The problem only occurs with low memory, (1.7 meg) and about 10% - 100% of
the time, depending on minor time delays between the three tinits. We get a
variety of errors, such as:
various files followed by “no such file or directory”
“Error: System File I/O error (jam.lib)”,
“menu: not found”,
“/usr/spec/db/err.os: cannot open (no such file or directory)”,
yet these files always exist, and are not being created or destroyed.
Manually stepping through the initialization (allowing each process to
complete) eliminates the problem, which seems to point to some resource
being in short supply. Adding “sleeps” does a similar “work around”.
Our initial thinking is the system is running out of some resource, and when
additional disk access is tried, it cannot execute, therefore fails, and the
failure is often interpreted as “not found”.

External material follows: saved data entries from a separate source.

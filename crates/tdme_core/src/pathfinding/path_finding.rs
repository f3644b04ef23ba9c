//! A* search over walkable samples of a world
//!
//! Samples lie on a lattice spanned by the actor's horizontal forward and
//! side directions, `step_size` apart. The height of every sample comes from
//! a vertical probe into the world, so paths follow ramps and ledges within
//! the actor's step limits.

use std::collections::{BinaryHeap, HashMap};

use super::custom_test::PathFindingCustomTest;
use super::node::{NodeKey, OpenEntry, PathFindingNode};
use crate::config::PathFindingConfig;
use crate::foundation::logging::{debug, trace, PATHFINDING_TARGET};
use crate::foundation::math::{utils::try_normalize, Transform, Vec3, EPSILON};
use crate::physics::{BoundingVolume, CollisionTypes, RigidBody, World};

/// Lattice offsets as (side, forward) multiples of the step size
const NEIGHBOR_OFFSETS: [(f32, f32); 8] = [
    (0.0, 1.0),
    (1.0, 0.0),
    (0.0, -1.0),
    (-1.0, 0.0),
    (1.0, 1.0),
    (1.0, -1.0),
    (-1.0, -1.0),
    (-1.0, 1.0),
];

/// Step layer height used when step-up is disabled, so the floor is not an obstacle
const FLOOR_CLEARANCE: f32 = 0.01;

/// Search progress
#[derive(Debug, Clone, Copy, PartialEq, Eq)]
pub enum PathFindingState {
    /// No search started
    Idle,
    /// Open set not exhausted yet
    Searching,
    /// Path available through [`PathFinding::path`]
    Found,
    /// Goal unreachable, or not reached within the step budget
    NoPath,
}

/// Everything a single search needs to know about the actor
#[derive(Clone, Copy)]
pub struct PathRequest<'a> {
    /// Actor shape in model space, origin at the feet
    pub actor_volume: &'a BoundingVolume,
    /// Actor placement; the position is the start of the path
    pub actor_transform: &'a Transform,
    /// Goal position
    pub end: Vec3,
    /// Body types that support or obstruct the actor
    ///
    /// A rigid body registered for the actor itself obstructs its own first
    /// moves when selected here; leave its type out of the mask or reject it
    /// in the custom test.
    pub collision_types: CollisionTypes,
    /// Optional caller exceptions
    pub custom_test: Option<&'a dyn PathFindingCustomTest>,
}

impl std::fmt::Debug for PathRequest<'_> {
    fn fmt(&self, f: &mut std::fmt::Formatter<'_>) -> std::fmt::Result {
        f.debug_struct("PathRequest")
            .field("actor_volume", self.actor_volume)
            .field("actor_transform", self.actor_transform)
            .field("end", &self.end)
            .field("collision_types", &self.collision_types)
            .field("custom_test", &self.custom_test.is_some())
            .finish()
    }
}

impl PathRequest<'_> {
    fn considers(&self, body: &RigidBody) -> bool {
        body.matches(self.collision_types)
            && self.custom_test.map_or(true, |test| test.is_rigid_body_considered(body))
    }
}

/// Incremental A* path finder bound to one world
///
/// The world is borrowed for the finder's lifetime, so it cannot change
/// while a search is in progress. Drive a search with [`start`](Self::start)
/// and [`step`](Self::step), or run it to completion with
/// [`find_path`](Self::find_path).
#[derive(Debug)]
pub struct PathFinding<'w> {
    world: &'w World,
    config: PathFindingConfig,
    request: Option<PathRequest<'w>>,
    forward: Vec3,
    side: Vec3,
    end_key: NodeKey,
    state: PathFindingState,
    nodes: Vec<PathFindingNode>,
    index: HashMap<NodeKey, usize>,
    open: BinaryHeap<OpenEntry>,
    next_order: u64,
    steps: usize,
    path: Vec<Vec3>,
}

impl<'w> PathFinding<'w> {
    /// Create an idle finder over `world`
    pub fn new(world: &'w World, config: PathFindingConfig) -> Self {
        Self {
            world,
            config,
            request: None,
            forward: Vec3::z(),
            side: Vec3::x(),
            end_key: NodeKey(0, 0, 0),
            state: PathFindingState::Idle,
            nodes: Vec::new(),
            index: HashMap::new(),
            open: BinaryHeap::new(),
            next_order: 0,
            steps: 0,
            path: Vec::new(),
        }
    }

    /// Settings this finder was built with
    pub fn config(&self) -> &PathFindingConfig {
        &self.config
    }

    /// Current search state
    pub fn state(&self) -> PathFindingState {
        self.state
    }

    /// Steps taken by the current search
    pub fn steps(&self) -> usize {
        self.steps
    }

    /// Nodes discovered by the current search
    pub fn node_count(&self) -> usize {
        self.nodes.len()
    }

    /// Waypoints of the last successful search, start first
    pub fn path(&self) -> &[Vec3] {
        &self.path
    }

    /// Drop the current search and return to [`PathFindingState::Idle`]
    pub fn reset(&mut self) {
        self.request = None;
        self.state = PathFindingState::Idle;
        self.nodes.clear();
        self.index.clear();
        self.open.clear();
        self.next_order = 0;
        self.steps = 0;
        self.path.clear();
    }

    /// Begin a search from the actor position to `request.end`
    pub fn start(&mut self, request: PathRequest<'w>) {
        self.reset();

        let start = request.actor_transform.position;
        let heading = request.actor_transform.forward();
        self.forward = try_normalize(Vec3::new(heading.x, 0.0, heading.z)).unwrap_or_else(Vec3::z);
        self.side = Vec3::y().cross(&self.forward);
        self.end_key = NodeKey::from_position(request.end, self.config.node_quantization);

        debug!(
            target: PATHFINDING_TARGET,
            "Searching path from {:?} to {:?} (budget {} steps)",
            start, request.end, self.config.steps_max
        );

        let key = NodeKey::from_position(start, self.config.node_quantization);
        let h = (request.end - start).magnitude();
        self.nodes.push(PathFindingNode::new(key, start, 0.0, h, None));
        self.index.insert(key, 0);
        self.push_open(0);

        self.request = Some(request);
        self.state = PathFindingState::Searching;
    }

    /// Expand one node and report the resulting state
    pub fn step(&mut self) -> PathFindingState {
        if self.state != PathFindingState::Searching {
            return self.state;
        }
        let Some(request) = self.request else {
            self.state = PathFindingState::Idle;
            return self.state;
        };
        if self.steps >= self.config.steps_max {
            debug!(target: PATHFINDING_TARGET, "Step budget of {} exhausted", self.config.steps_max);
            self.state = PathFindingState::NoPath;
            return self.state;
        }
        self.steps += 1;

        let Some(current) = self.pop_open() else {
            debug!(target: PATHFINDING_TARGET, "Open set exhausted after {} steps", self.steps);
            self.state = PathFindingState::NoPath;
            return self.state;
        };
        self.nodes[current].closed = true;

        if self.reached_end(current, request.end) {
            self.build_path(current, request.end);
            debug!(
                target: PATHFINDING_TARGET,
                "Path found after {} steps with {} waypoints",
                self.steps,
                self.path.len()
            );
            self.state = PathFindingState::Found;
            return self.state;
        }

        let origin = self.nodes[current].position;
        let g = self.nodes[current].g;
        for (side, forward) in NEIGHBOR_OFFSETS {
            let lateral = origin + (self.side * side + self.forward * forward) * self.config.step_size;
            let Some(height) = self.walkable_height(&request, lateral.x, origin.y, lateral.z) else {
                continue;
            };
            let candidate = Vec3::new(lateral.x, height, lateral.z);
            self.relax(current, candidate, g + (candidate - origin).magnitude(), request.end);
        }

        self.state
    }

    /// Run a full search; on success `path` receives the waypoints
    ///
    /// `path` is left untouched when no path is found. See
    /// [`PathRequest::collision_types`] about the actor's own rigid body.
    pub fn find_path(
        &mut self,
        actor_volume: &'w BoundingVolume,
        actor_transform: &'w Transform,
        end: Vec3,
        collision_types: CollisionTypes,
        custom_test: Option<&'w dyn PathFindingCustomTest>,
        path: &mut Vec<Vec3>,
    ) -> bool {
        self.start(PathRequest {
            actor_volume,
            actor_transform,
            end,
            collision_types,
            custom_test,
        });
        loop {
            match self.step() {
                PathFindingState::Searching => {}
                PathFindingState::Found => {
                    path.clear();
                    path.extend_from_slice(&self.path);
                    return true;
                }
                PathFindingState::NoPath | PathFindingState::Idle => return false,
            }
        }
    }

    /// Standing height for the actor at column (`x`, `z`) coming from `from_height`
    ///
    /// The surface must lie within the step-up and step-down limits, the
    /// actor's world box above its step-up height must not overlap a
    /// considered body, and the custom test must accept the sample.
    pub fn is_walkable(
        &self,
        actor_volume: &BoundingVolume,
        x: f32,
        from_height: f32,
        z: f32,
        collision_types: CollisionTypes,
        custom_test: Option<&dyn PathFindingCustomTest>,
    ) -> Option<f32> {
        let considers = |body: &RigidBody| {
            body.matches(collision_types)
                && custom_test.map_or(true, |test| test.is_rigid_body_considered(body))
        };
        self.walkable_height_with(actor_volume, x, from_height, z, considers, custom_test)
    }

    fn walkable_height(&self, request: &PathRequest<'_>, x: f32, from_height: f32, z: f32) -> Option<f32> {
        self.walkable_height_with(
            request.actor_volume,
            x,
            from_height,
            z,
            |body| request.considers(body),
            request.custom_test,
        )
    }

    fn walkable_height_with(
        &self,
        actor_volume: &BoundingVolume,
        x: f32,
        from_height: f32,
        z: f32,
        considers: impl Fn(&RigidBody) -> bool,
        custom_test: Option<&dyn PathFindingCustomTest>,
    ) -> Option<f32> {
        let height = self.world.determine_height(
            CollisionTypes::ALL,
            self.config.actor_step_up_max,
            self.config.actor_step_down_max,
            Vec3::new(x, from_height, z),
            &considers,
        )?;

        let clearance = self.clearance_volume(actor_volume, x, height, z);
        let obstructed = self
            .world
            .get_objects_near_to(&clearance)
            .any(|(_, body)| considers(body) && body.volume().intersects(&clearance));
        if obstructed {
            trace!(target: PATHFINDING_TARGET, "Sample ({}, {}, {}) obstructed", x, height, z);
            return None;
        }

        let position = Vec3::new(x, height, z);
        if custom_test.is_some_and(|test| !test.is_walkable(position)) {
            return None;
        }
        Some(height)
    }

    /// World box of the actor standing at `height`, minus its step layer
    ///
    /// Anything lower than the step-up height is climbable, so only the part
    /// of the actor above it has to be free. The top stays at the actor's
    /// real height.
    fn clearance_volume(&self, actor_volume: &BoundingVolume, x: f32, height: f32, z: f32) -> BoundingVolume {
        let lift = if self.config.actor_step_up_max > 0.0 {
            self.config.actor_step_up_max
        } else {
            FLOOR_CLEARANCE
        };
        let step_top = height + lift;
        let mut aabb = actor_volume.translated(Vec3::new(x, height, z)).world_aabb();
        aabb.min.y = (step_top + EPSILON * step_top.abs().max(1.0)).min(aabb.max.y);
        BoundingVolume::AxisAlignedBox(aabb)
    }

    /// Exact key identity or within `step_size_last` of the goal
    fn reached_end(&self, index: usize, end: Vec3) -> bool {
        let node = &self.nodes[index];
        node.key == self.end_key || (node.position - end).magnitude() <= self.config.step_size_last
    }

    fn build_path(&mut self, last: usize, end: Vec3) {
        let mut waypoints = Vec::new();
        let mut cursor = Some(last);
        while let Some(index) = cursor {
            waypoints.push(self.nodes[index].position);
            cursor = self.nodes[index].previous;
        }
        waypoints.reverse();

        if self.nodes[last].key == self.end_key {
            if let Some(final_waypoint) = waypoints.last_mut() {
                *final_waypoint = end;
            }
        } else {
            waypoints.push(end);
        }
        self.path = waypoints;
    }

    fn relax(&mut self, from: usize, candidate: Vec3, g: f32, end: Vec3) {
        let key = NodeKey::from_position(candidate, self.config.node_quantization);
        match self.index.get(&key).copied() {
            Some(existing) => {
                let node = &mut self.nodes[existing];
                if g < node.g {
                    node.g = g;
                    node.f = g + node.h;
                    node.previous = Some(from);
                    node.closed = false;
                    self.push_open(existing);
                }
            }
            None => {
                let h = (end - candidate).magnitude();
                let index = self.nodes.len();
                self.nodes.push(PathFindingNode::new(key, candidate, g, h, Some(from)));
                self.index.insert(key, index);
                self.push_open(index);
            }
        }
    }

    fn push_open(&mut self, index: usize) {
        let order = self.next_order;
        self.next_order += 1;
        let node = &mut self.nodes[index];
        node.open_order = order;
        self.open.push(OpenEntry { f: node.f, order, index });
    }

    /// Pop the best live entry, skipping superseded ones
    fn pop_open(&mut self) -> Option<usize> {
        while let Some(entry) = self.open.pop() {
            let node = &self.nodes[entry.index];
            if !node.closed && node.open_order == entry.order {
                return Some(entry.index);
            }
        }
        None
    }
}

The $PATH shows the correct path. We do not know for sure “tinit” is the
problem, but it appears to be involved, and the documentation comments
concerned us. Just running /dev/ser1 without “tinit”, used as an I.O port,
and 2 separate "tinit"s on /dev/ser2 and /dev/con1 appear to work fine for
us also.
“osinfo” shows no resource below 50%, except memory at about 5%.
andy <andy@microstep-hdo.sk> wrote in message
news:39D9A097.BA93CC51@microstep-hdo.sk…
We use two tinit-s at once, one for login on consoles as usual, one for
remote login on /dev/ser1. It operates without any problems.
Ross Libby wrote:
In the older manual, QNX Utilities Reference N-Z(1995) it states
“Only one invocation of tinit can be run per node”. We take this
to mean that if a login command is to be invoked on serial ports
/dev/ser1 and /dev/ser2 they should be invoked by the same
single tinit command, using extensive options, or a file
containing the options with the -f option.
In the new manual (Aug 1998), no such statement is made. But
it says “tinit may become very long”, inplying just one tinit
command should be used.
Do you really mean, that once “tinit” has been started,
that it must be slayed before starting it again? If so,
why does it not test for that when it starts?